**WORK REQUEST:** Search the entries for the word "object" and report each line that has it.

**DATA SECTION:**
- - -
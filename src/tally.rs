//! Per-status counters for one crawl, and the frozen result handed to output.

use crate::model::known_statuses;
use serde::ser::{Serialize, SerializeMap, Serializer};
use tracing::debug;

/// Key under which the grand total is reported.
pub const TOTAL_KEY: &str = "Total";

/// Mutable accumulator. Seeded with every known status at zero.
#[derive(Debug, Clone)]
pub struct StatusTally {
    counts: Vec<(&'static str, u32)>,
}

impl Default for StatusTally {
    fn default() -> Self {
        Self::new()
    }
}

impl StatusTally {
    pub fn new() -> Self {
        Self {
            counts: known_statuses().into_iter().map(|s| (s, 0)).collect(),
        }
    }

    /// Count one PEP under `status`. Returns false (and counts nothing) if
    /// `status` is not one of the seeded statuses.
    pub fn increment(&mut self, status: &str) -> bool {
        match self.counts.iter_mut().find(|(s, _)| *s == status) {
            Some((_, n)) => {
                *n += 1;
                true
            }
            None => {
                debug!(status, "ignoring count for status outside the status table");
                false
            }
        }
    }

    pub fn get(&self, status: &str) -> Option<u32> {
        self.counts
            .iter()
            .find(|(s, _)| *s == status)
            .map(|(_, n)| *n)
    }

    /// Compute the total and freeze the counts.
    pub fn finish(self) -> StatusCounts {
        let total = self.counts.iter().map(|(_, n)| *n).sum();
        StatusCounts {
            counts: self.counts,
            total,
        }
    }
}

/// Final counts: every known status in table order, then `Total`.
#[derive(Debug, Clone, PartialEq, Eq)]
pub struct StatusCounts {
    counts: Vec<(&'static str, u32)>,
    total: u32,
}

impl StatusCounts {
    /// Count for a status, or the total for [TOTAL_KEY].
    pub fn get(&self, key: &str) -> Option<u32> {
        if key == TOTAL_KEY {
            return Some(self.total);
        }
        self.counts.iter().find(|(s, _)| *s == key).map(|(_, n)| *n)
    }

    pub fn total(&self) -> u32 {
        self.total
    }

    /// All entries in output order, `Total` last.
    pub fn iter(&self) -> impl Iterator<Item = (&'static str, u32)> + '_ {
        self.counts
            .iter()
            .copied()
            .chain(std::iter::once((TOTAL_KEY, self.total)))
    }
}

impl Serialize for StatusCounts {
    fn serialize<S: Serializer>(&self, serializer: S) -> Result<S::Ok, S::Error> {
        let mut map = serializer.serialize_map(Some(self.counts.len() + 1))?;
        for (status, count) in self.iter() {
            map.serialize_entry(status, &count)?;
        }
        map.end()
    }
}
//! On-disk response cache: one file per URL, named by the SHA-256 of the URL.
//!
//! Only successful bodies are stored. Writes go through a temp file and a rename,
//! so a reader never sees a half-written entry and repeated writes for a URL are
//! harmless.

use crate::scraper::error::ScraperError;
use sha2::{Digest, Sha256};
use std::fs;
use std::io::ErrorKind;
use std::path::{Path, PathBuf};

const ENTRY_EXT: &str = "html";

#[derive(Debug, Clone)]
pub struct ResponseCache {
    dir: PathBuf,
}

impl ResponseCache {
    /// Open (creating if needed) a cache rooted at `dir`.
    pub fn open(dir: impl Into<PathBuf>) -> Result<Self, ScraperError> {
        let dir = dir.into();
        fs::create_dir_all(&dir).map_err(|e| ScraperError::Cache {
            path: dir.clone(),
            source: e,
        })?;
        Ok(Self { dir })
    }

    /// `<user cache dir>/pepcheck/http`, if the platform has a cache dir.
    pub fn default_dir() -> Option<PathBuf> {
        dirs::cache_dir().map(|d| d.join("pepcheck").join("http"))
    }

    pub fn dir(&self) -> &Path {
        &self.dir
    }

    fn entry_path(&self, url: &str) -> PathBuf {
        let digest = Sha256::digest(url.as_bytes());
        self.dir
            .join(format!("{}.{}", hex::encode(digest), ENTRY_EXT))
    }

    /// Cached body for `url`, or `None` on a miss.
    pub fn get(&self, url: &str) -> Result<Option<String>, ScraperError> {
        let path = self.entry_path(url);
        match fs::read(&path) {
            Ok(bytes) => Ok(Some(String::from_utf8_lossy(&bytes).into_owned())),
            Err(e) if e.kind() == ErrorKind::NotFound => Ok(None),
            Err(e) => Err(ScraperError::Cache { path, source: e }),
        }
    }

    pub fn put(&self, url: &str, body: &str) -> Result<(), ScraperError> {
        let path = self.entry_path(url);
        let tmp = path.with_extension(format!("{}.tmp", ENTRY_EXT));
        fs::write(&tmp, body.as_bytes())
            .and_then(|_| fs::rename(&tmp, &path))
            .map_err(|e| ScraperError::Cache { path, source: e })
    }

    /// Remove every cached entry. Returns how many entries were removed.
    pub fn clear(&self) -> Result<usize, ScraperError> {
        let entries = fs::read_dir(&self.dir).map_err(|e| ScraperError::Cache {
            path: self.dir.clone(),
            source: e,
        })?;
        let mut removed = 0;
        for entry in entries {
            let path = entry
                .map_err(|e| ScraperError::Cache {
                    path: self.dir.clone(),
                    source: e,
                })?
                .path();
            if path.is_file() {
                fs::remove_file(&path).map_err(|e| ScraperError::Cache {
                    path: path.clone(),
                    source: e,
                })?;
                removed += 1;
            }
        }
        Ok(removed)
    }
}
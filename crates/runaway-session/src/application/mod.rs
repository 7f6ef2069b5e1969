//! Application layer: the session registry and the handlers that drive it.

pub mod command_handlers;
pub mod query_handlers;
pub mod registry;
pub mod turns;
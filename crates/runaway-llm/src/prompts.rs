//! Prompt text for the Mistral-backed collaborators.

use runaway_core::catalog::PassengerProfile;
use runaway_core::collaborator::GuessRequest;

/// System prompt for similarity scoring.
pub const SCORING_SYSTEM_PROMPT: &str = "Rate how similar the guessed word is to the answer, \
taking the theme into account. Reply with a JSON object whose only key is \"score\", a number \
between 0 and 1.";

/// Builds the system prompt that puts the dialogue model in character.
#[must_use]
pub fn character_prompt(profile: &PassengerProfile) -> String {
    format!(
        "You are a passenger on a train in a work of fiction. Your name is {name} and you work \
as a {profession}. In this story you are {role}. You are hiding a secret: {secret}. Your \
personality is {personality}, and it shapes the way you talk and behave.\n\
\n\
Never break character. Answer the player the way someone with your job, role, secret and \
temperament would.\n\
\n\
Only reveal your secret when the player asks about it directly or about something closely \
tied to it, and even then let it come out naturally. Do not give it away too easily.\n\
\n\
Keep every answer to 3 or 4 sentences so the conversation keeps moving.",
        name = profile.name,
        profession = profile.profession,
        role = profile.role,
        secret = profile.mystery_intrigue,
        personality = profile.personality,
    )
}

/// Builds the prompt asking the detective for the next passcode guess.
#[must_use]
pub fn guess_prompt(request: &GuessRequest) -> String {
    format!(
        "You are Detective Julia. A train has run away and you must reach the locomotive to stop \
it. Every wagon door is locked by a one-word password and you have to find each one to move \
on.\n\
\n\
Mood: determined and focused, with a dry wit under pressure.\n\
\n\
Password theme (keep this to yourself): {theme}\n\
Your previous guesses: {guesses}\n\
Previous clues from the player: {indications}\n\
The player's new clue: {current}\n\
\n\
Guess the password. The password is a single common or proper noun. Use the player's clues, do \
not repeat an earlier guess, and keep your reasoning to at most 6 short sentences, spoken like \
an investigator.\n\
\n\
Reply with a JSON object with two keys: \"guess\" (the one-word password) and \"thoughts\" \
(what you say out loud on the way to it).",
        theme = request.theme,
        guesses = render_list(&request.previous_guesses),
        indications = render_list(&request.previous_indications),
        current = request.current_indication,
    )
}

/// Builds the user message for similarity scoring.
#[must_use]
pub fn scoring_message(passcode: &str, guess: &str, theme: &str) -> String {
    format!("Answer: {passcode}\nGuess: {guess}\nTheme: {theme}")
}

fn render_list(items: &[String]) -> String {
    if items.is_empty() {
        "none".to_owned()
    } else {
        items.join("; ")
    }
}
- - -
**ANSWER SPACE:**
taking the theme into account. Reply with a JSON object whose only key is \"score\", a number \
Reply with a JSON object with two keys: \"guess\" (the one-word password) and \"thoughts\" \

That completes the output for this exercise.